John J. Mearsheimer*

 Israel dan para pendukungnya mengklaim bahwa negeri itu telah belajar dari bencana Perang Lebanon, 2006 dan sukses dalam perang terbarunya melawan Hamas. Oleh karena itu, sesaat setelah gencatan senjata sepihak, negeri Zionis itu menyatakan kesuksesannya.  Klaim yang sulit dipercaya karena sejatinya Israel telah menciptakan perang berikutnya yang akan sulit dimenangkannya.

Kampanye di Gaza dikatakan memiliki dua tujuan: 1) mengakhiri serangan roket dan mortar para pejuang Palestina di wilayah selatan Israel sejak menarik mundur dari Gaza, Agustus 2005, 2) memulihkan kemampuan pencegahan (deterrent) Israel yang semakin pudar pasca kegagalan memalukan di Lebanon, penarikan mundur dari Gaza dan ketidakmampuannya menghentikan program nuklir Iran. Namun sejatinya, ini bukan tujuan asli dari operasi Cast Lead.  Tujuan sebenarnya berhubungan dengan visi jangka panjang Israel, yakni menjadikan  jutaan rakyat Palestina dibawah kendalinya. Ini adalah bagian tujuan strategis lebih luas Israel: pembentukan “Israel Raya”. Secara khusus, para pemimpin Israel bertekad mengendalikan semuanya,  apa yang kini dikenal sebagai Mandat Palestina, yang meliputi Gaza dan Tepi Barat. Palestina hanya dibatasi dengan status otonomi terbatas yang terputus dan sangat tergantung secara ekonomi dengan Israel. Israel akan mengendalikan semua perbatasan dan mobilitas baik baik di darat, laut dan udara.

Jalan untuk merealisasikannya adalah dengan menimpakan penderitaan  secara kolektif atas rakyat Palestina sehingga mereka menerima kenyataan sebagai bangsa yang terkalahkan dan selanjutnya Israel bertanggung jawab mengontrol masa depan mereka. Strategi ini dirancang pertama kali oleh Ze’ev Jabotinsky di 1920-an yang dikenal dengan “Dinding Besi” (Iron Wall) dan sangat berpengaruh dalam kebijakan Israel sejak 1948. Apa yang terjadi di Gaza sepenuhnya konsisten dengan strategi ini.
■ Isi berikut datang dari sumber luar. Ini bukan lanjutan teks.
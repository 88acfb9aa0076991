//! Integer interval lattice.
//!
//! An [`IntBound`] is a closed interval `[lower, upper]` of `i64` that is
//! known to contain a box's runtime value. Transfer functions are sound
//! under wrapping arithmetic: whenever a result could overflow, they return
//! the unbounded interval.
//!
//! Narrowing ([`IntBound::intersect`] and the `make_*` family) only ever
//! shrinks an interval. Narrowing to the empty set means the trace
//! contradicts itself and is reported as [`OptError::InvalidLoop`].

use std::fmt;

use super::error::{OptError, OptResult};

/// Closed `i64` interval.
#[derive(Debug, Clone, Copy, PartialEq, Eq, Hash)]
pub struct IntBound {
    pub lower: i64,
    pub upper: i64,
}

impl Default for IntBound {
    fn default() -> Self {
        Self::unbounded()
    }
}

impl IntBound {
    #[inline]
    pub const fn new(lower: i64, upper: i64) -> Self {
        debug_assert!(lower <= upper);
        Self { lower, upper }
    }

    #[inline]
    pub const fn unbounded() -> Self {
        Self {
            lower: i64::MIN,
            upper: i64::MAX,
        }
    }

    #[inline]
    pub const fn from_constant(value: i64) -> Self {
        Self {
            lower: value,
            upper: value,
        }
    }

    #[inline]
    pub const fn nonnegative() -> Self {
        Self {
            lower: 0,
            upper: i64::MAX,
        }
    }

    /// `[0, 1]`.
    #[inline]
    pub const fn boolean() -> Self {
        Self { lower: 0, upper: 1 }
    }

    /// Values representable in `bytes` bytes.
    pub fn of_item(bytes: usize, signed: bool) -> Self {
        match (bytes, signed) {
            (1..=7, true) => {
                let half = 1i64 << (bytes * 8 - 1);
                Self::new(-half, half - 1)
            }
            (1..=7, false) => Self::new(0, (1i64 << (bytes * 8)) - 1),
            _ => Self::unbounded(),
        }
    }

    // =========================================================================
    // Queries
    // =========================================================================

    #[inline]
    pub const fn is_constant(&self) -> bool {
        self.lower == self.upper
    }

    #[inline]
    pub const fn get_constant(&self) -> Option<i64> {
        if self.is_constant() {
            Some(self.lower)
        } else {
            None
        }
    }

    /// Known to be exactly `value`.
    #[inline]
    pub const fn equal(&self, value: i64) -> bool {
        self.lower == value && self.upper == value
    }

    #[inline]
    pub const fn contains(&self, value: i64) -> bool {
        self.lower <= value && value <= self.upper
    }

    #[inline]
    pub const fn is_unbounded(&self) -> bool {
        self.lower == i64::MIN && self.upper == i64::MAX
    }

    /// Every value is 0 or 1.
    #[inline]
    pub const fn is_bool(&self) -> bool {
        self.lower >= 0 && self.upper <= 1
    }

    #[inline]
    pub const fn known_nonnegative(&self) -> bool {
        self.lower >= 0
    }

    #[inline]
    pub const fn known_nonzero(&self) -> bool {
        !self.contains(0)
    }

    /// Every value of `self` is below every value of `other`.
    #[inline]
    pub const fn known_lt(&self, other: &IntBound) -> bool {
        self.upper < other.lower
    }

    #[inline]
    pub const fn known_le(&self, other: &IntBound) -> bool {
        self.upper <= other.lower
    }

    #[inline]
    pub const fn known_gt(&self, other: &IntBound) -> bool {
        other.known_lt(self)
    }

    #[inline]
    pub const fn known_ge(&self, other: &IntBound) -> bool {
        other.known_le(self)
    }

    /// `self` is at least as precise as `other`.
    #[inline]
    pub const fn is_within(&self, other: &IntBound) -> bool {
        other.lower <= self.lower && self.upper <= other.upper
    }

    // =========================================================================
    // Narrowing
    // =========================================================================

    /// Restrict to values also in `other`. Returns whether anything changed.
    pub fn intersect(&mut self, other: &IntBound) -> OptResult<bool> {
        self.narrow(other.lower, other.upper)
    }

    /// Restrict to values below some value of `other`.
    pub fn make_lt(&mut self, other: &IntBound) -> OptResult<bool> {
        match other.upper.checked_sub(1) {
            Some(upper) => self.narrow(i64::MIN, upper),
            None => Err(empty(self, "< i64::MIN")),
        }
    }

    pub fn make_le(&mut self, other: &IntBound) -> OptResult<bool> {
        self.narrow(i64::MIN, other.upper)
    }

    pub fn make_gt(&mut self, other: &IntBound) -> OptResult<bool> {
        match other.lower.checked_add(1) {
            Some(lower) => self.narrow(lower, i64::MAX),
            None => Err(empty(self, "> i64::MAX")),
        }
    }

    pub fn make_ge(&mut self, other: &IntBound) -> OptResult<bool> {
        self.narrow(other.lower, i64::MAX)
    }

    /// Exclude zero where that can be expressed as an interval.
    pub fn make_nonzero(&mut self) -> OptResult<bool> {
        if self.lower == 0 {
            self.narrow(1, i64::MAX)
        } else if self.upper == 0 {
            self.narrow(i64::MIN, -1)
        } else {
            Ok(false)
        }
    }

    fn narrow(&mut self, lower: i64, upper: i64) -> OptResult<bool> {
        let new_lower = self.lower.max(lower);
        let new_upper = self.upper.min(upper);
        if new_lower > new_upper {
            return Err(empty(self, &format!("[{}, {}]", lower, upper)));
        }
        let changed = new_lower != self.lower || new_upper != self.upper;
        self.lower = new_lower;
        self.upper = new_upper;
        Ok(changed)
    }

    /// Smallest interval containing both.
    pub fn union(&self, other: &IntBound) -> IntBound {
        IntBound::new(self.lower.min(other.lower), self.upper.max(other.upper))
    }

    // =========================================================================
    // Transfer Functions
    // =========================================================================

    pub fn add(&self, other: &IntBound) -> IntBound {
        match (
            self.lower.checked_add(other.lower),
            self.upper.checked_add(other.upper),
        ) {
            (Some(lo), Some(hi)) => IntBound::new(lo, hi),
            _ => IntBound::unbounded(),
        }
    }

    pub fn sub(&self, other: &IntBound) -> IntBound {
        match (
            self.lower.checked_sub(other.upper),
            self.upper.checked_sub(other.lower),
        ) {
            (Some(lo), Some(hi)) => IntBound::new(lo, hi),
            _ => IntBound::unbounded(),
        }
    }

    pub fn mul(&self, other: &IntBound) -> IntBound {
        let corners = [
            self.lower.checked_mul(other.lower),
            self.lower.checked_mul(other.upper),
            self.upper.checked_mul(other.lower),
            self.upper.checked_mul(other.upper),
        ];
        let mut lo = i64::MAX;
        let mut hi = i64::MIN;
        for c in corners {
            match c {
                Some(v) => {
                    lo = lo.min(v);
                    hi = hi.max(v);
                }
                None => return IntBound::unbounded(),
            }
        }
        IntBound::new(lo, hi)
    }

    pub fn neg(&self) -> IntBound {
        if self.lower == i64::MIN {
            IntBound::unbounded()
        } else {
            IntBound::new(-self.upper, -self.lower)
        }
    }

    pub fn and(&self, other: &IntBound) -> IntBound {
        match (self.known_nonnegative(), other.known_nonnegative()) {
            (true, true) => IntBound::new(0, self.upper.min(other.upper)),
            (true, false) => IntBound::new(0, self.upper),
            (false, true) => IntBound::new(0, other.upper),
            (false, false) => IntBound::unbounded(),
        }
    }

    pub fn or(&self, other: &IntBound) -> IntBound {
        if self.known_nonnegative() && other.known_nonnegative() {
            let hi = fill_low_bits(self.upper.max(other.upper));
            IntBound::new(self.lower.max(other.lower), hi)
        } else {
            IntBound::unbounded()
        }
    }

    pub fn xor(&self, other: &IntBound) -> IntBound {
        if self.known_nonnegative() && other.known_nonnegative() {
            IntBound::new(0, fill_low_bits(self.upper.max(other.upper)))
        } else {
            IntBound::unbounded()
        }
    }

    pub fn lshift(&self, other: &IntBound) -> IntBound {
        match other.get_constant() {
            Some(c @ 0..=63) => {
                let lo = self.lower << c;
                let hi = self.upper << c;
                if lo >> c == self.lower && hi >> c == self.upper {
                    IntBound::new(lo, hi)
                } else {
                    IntBound::unbounded()
                }
            }
            _ => IntBound::unbounded(),
        }
    }

    /// Arithmetic right shift.
    pub fn rshift(&self, other: &IntBound) -> IntBound {
        if other.lower < 0 || other.upper > 63 {
            return IntBound::unbounded();
        }
        let (s0, s1) = (other.lower, other.upper);
        let lo = (self.lower >> s0).min(self.lower >> s1);
        let hi = (self.upper >> s0).max(self.upper >> s1);
        IntBound::new(lo, hi)
    }

    /// Logical right shift.
    pub fn uint_rshift(&self, other: &IntBound) -> IntBound {
        if self.known_nonnegative() {
            return self.rshift(other);
        }
        match other.get_constant() {
            Some(c @ 1..=63) => IntBound::new(0, (u64::MAX >> c) as i64),
            _ => IntBound::unbounded(),
        }
    }

    /// Truncating division.
    pub fn floordiv(&self, other: &IntBound) -> IntBound {
        match other.get_constant() {
            Some(c) if c > 0 => IntBound::new(self.lower / c, self.upper / c),
            _ => IntBound::unbounded(),
        }
    }

    /// Truncating remainder.
    pub fn modulo(&self, other: &IntBound) -> IntBound {
        match other.get_constant() {
            Some(c) if c > 0 && self.known_nonnegative() => IntBound::new(0, self.upper.min(c - 1)),
            Some(c) if c > 0 => IntBound::new(-(c - 1), c - 1),
            _ => IntBound::unbounded(),
        }
    }

    /// Sign extension from `bytes` bytes.
    pub fn signext(&self, bytes: &IntBound) -> IntBound {
        match bytes.get_constant() {
            Some(b @ 1..=7) => {
                let ext = IntBound::of_item(b as usize, true);
                if self.is_within(&ext) {
                    *self
                } else {
                    ext
                }
            }
            _ => IntBound::unbounded(),
        }
    }
}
Kita mulai analisis ini dengan keputusan Israel mundur dari Gaza di 2005. Kearifan konvensionalnya adalah bahwa Israel serius dengan upaya perdamaiannya dengan Palestina. Para pemimpinnya berharap dengan keluar dari Gaza akan menjadi langkah besar menuju terciptanya negara Palestina di masa depan. Menurut kolumnis New York Times, Morgan Friedman, Israel sedang memberi kesempatan  Palestina“membangun negara mini yang layak disana –seperti halnya Dubai di Mediteranian,” dan jika berhasil, langkah ini akan “secara fundamental membuka kembali perdebatan di Israel: apakah bangsa Palestina dapat ditempatkan seluruhnya di Tepi Barat.”

Ini sepenuhnya kisah fiksi. Bahkan sebelum Hamas berkuasapun, Israel ingin menciptakan penjara terbuka bagi rakyat Palestina di Gaza dan menekan secara keji mereka hingga mereka tunduk dengan keinginan Israel. Dov Weisglass, penasehat dekat Ariel Sharon pada waktu itu, pernah menyatakan bahwa pengucilan Gaza dimaksudkan untuk menghentikan bukannya  mendorong proses damai. Dia menggambarkan pengucilan ini sebagai “upaya terselubung yang dibutuhkan sehingga tidak ada proses politik dengan Palestina.” Penarikan mundur akan “menempatkan Palestina dibawa tekanan luar biasa sehingga terpojok, suatu hal yang pada akhirnya menjadi langkah yang mereka benci.

Arnon Soffer, pakar demografis terkemuka Israel yang juga penasehat Sharon, menjelaskan seperti apa tekanan itu. “Ketika 2,5 juta rakyat yang tinggal di Gaza akan terisolir, hal ini akan menjadi bencana kemanusiaan.” Orang-orang ini akan menjadi binatang yang semakin membesar lagi dari keadaannya sekarang dengan bantuan Islam fundamentalis. Tekanan di perbatasan akan menjadi buruk. Akan ada perang sengit. Sehingga jika kita ingin hidup, kita harus membunuh dan terus membunuh sepanjang hari dan setiap hari.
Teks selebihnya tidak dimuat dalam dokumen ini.